If you have trouble distinguishing between certain colors, you should schedule an appointment with your eye doctor. Your eye doctor can test to see if you have a color deficiency. This test is often very quick and easy. Your healthcare provider will likely use a book with several multicolored dot-pattern tests to test your color vision. This test is simple and accurate. If you do not have a color vision deficiency, you will be able to see the numbers and shapes that are hidden within the dot patterns. If you do have a color vision deficiency, you will have difficulty seeing some of the patterns within the dots. If you are severely color-deficient, you might not see anything at all. To prepare for your visit, think about your answers to the following questions:

• When did you first notice trouble seeing certain colors?
• Do you have any medical disorders?
• Does a blood-relative have poor color vision?
• Are you taking any medicines or supplements?

Treatment

Currently, there is no medical treatment for most types of color vision defects. The only treatable color vision defects are the ones caused by certain medications or medical diseases. Color vision may improve after these conditions are treated. People with poor color vision may benefit from wearing a colored filter over their eyeglasses or a colored contact lens. These items may enhance a person’s ability to perceive differences between certain colors.

However, they will not improve a person’s ability to see the actual colors. Despite the lack of a cure, many people with inherited color defects continue to lead successful lives. They have found ways to work around their condition. One way that people work around their poor color vision is by memorizing the order of colored objects. This allows people to do things like drive a car. By memorizing the order of colors in a traffic light, people with color vision defects can know when to go, yield, or stop. Another way that people work around their poor color vision is by labeling colored items.
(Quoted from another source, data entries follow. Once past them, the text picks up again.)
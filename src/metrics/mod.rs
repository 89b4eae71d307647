// Prometheus metrics
//
// One process-wide registry (the prometheus default) holding:
// - HTTP request counters and latency, by route and status
// - Transform outcomes and per-stage pipeline latency
// - Object store operation counters and latency

use prometheus::{
    register_histogram_vec, register_int_counter_vec, Encoder, HistogramVec, IntCounterVec,
    TextEncoder,
};
use std::sync::OnceLock;
use std::time::Instant;

pub struct Metrics {
    /// Requests by method, route template and status code
    pub http_requests: IntCounterVec,

    /// Request latency by route template (seconds)
    pub http_request_duration: HistogramVec,

    /// Transform attempts by outcome (success, validation, not_found, unauthorized, ...)
    pub transforms: IntCounterVec,

    /// Pipeline stage latency by stage name (seconds)
    pub stage_duration: HistogramVec,

    /// Object store calls by operation and outcome
    pub storage_operations: IntCounterVec,

    /// Object store latency by operation (seconds)
    pub storage_duration: HistogramVec,
}

static METRICS: OnceLock<Metrics> = OnceLock::new();

impl Metrics {
    /// Register (first call) and return the global metrics instance
    pub fn global() -> &'static Self {
        METRICS.get_or_init(|| {
            let http_requests = register_int_counter_vec!(
                "vixel_http_requests_total",
                "Total HTTP requests by method, route and status",
                &["method", "route", "status"]
            )
            .expect("Failed to register http_requests_total metric");

            let http_request_duration = register_histogram_vec!(
                "vixel_http_request_duration_seconds",
                "HTTP request latency in seconds",
                &["route"],
                vec![0.005, 0.01, 0.05, 0.1, 0.25, 0.5, 1.0, 2.5, 5.0, 10.0, 30.0]
            )
            .expect("Failed to register http_request_duration_seconds metric");

            let transforms = register_int_counter_vec!(
                "vixel_transforms_total",
                "Image transform requests by outcome",
                &["outcome"]
            )
            .expect("Failed to register transforms_total metric");

            let stage_duration = register_histogram_vec!(
                "vixel_pipeline_stage_duration_seconds",
                "Duration of each pipeline stage in seconds",
                &["stage"], // decode, resize, ..., encode
                vec![0.0005, 0.001, 0.005, 0.01, 0.05, 0.1, 0.25, 0.5, 1.0, 2.5]
            )
            .expect("Failed to register pipeline_stage_duration_seconds metric");

            let storage_operations = register_int_counter_vec!(
                "vixel_storage_operations_total",
                "Object store operations by type and outcome",
                &["operation", "outcome"]
            )
            .expect("Failed to register storage_operations_total metric");

            let storage_duration = register_histogram_vec!(
                "vixel_storage_operation_duration_seconds",
                "Object store operation latency in seconds",
                &["operation"], // fetch, store, delete
                vec![0.005, 0.01, 0.05, 0.1, 0.25, 0.5, 1.0, 2.5, 5.0, 20.0]
            )
            .expect("Failed to register storage_operation_duration_seconds metric");

            Metrics {
                http_requests,
                http_request_duration,
                transforms,
                stage_duration,
                storage_operations,
                storage_duration,
            }
        })
    }

    pub fn record_http(&self, method: &str, route: &str, status: u16, started: Instant) {
        self.http_requests
            .with_label_values(&[method, route, &status.to_string()])
            .inc();
        self.http_request_duration
            .with_label_values(&[route])
            .observe(started.elapsed().as_secs_f64());
    }

    pub fn record_transform(&self, outcome: &str) {
        self.transforms.with_label_values(&[outcome]).inc();
    }

    pub fn observe_stage(&self, stage: &str, started: Instant) {
        self.stage_duration
            .with_label_values(&[stage])
            .observe(started.elapsed().as_secs_f64());
    }

    pub fn record_storage(&self, operation: &str, success: bool, started: Instant) {
        let outcome = if success { "success" } else { "error" };
        self.storage_operations
            .with_label_values(&[operation, outcome])
            .inc();
        self.storage_duration
            .with_label_values(&[operation])
            .observe(started.elapsed().as_secs_f64());
    }
}

/// Render every registered metric in the Prometheus text format
pub fn render() -> Result<(String, String), prometheus::Error> {
    // Make sure our families exist even before the first request
    let _ = Metrics::global();

    let encoder = TextEncoder::new();
    let mut buffer = Vec::new();
    encoder.encode(&prometheus::gather(), &mut buffer)?;
    let body = String::from_utf8_lossy(&buffer).into_owned();
    Ok((encoder.format_type().to_string(), body))
}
This helps them do things like organize their clothes by matching colors. They need help knowing which colors go with each other, but once they’ve labeled their clothes they can organize their outfits independently.

Summary

There are three main kinds of color vision defects. Red-green color vision defects are the most common. The other major types are blue-yellow color vision defects and a complete absence of color vision, which is rare. In most cases, poor color vision is a genetic trait. People inherit the condition from a parent. Men have an increased risk of being born with poor color vision. There is no cure for an inherited color vision defect, but many people learn how to work around their condition. Certain medications and some eye diseases also can cause color vision defects. If a medical condition is the cause, one eye may be more affected than the other. Poor color vision may get better if the disease that is causing it can be treated. If you suspect that you or a loved one has a color vision defect, see an eye doctor for testing. Your healthcare provider can easily test your eyes for a colon vision defect.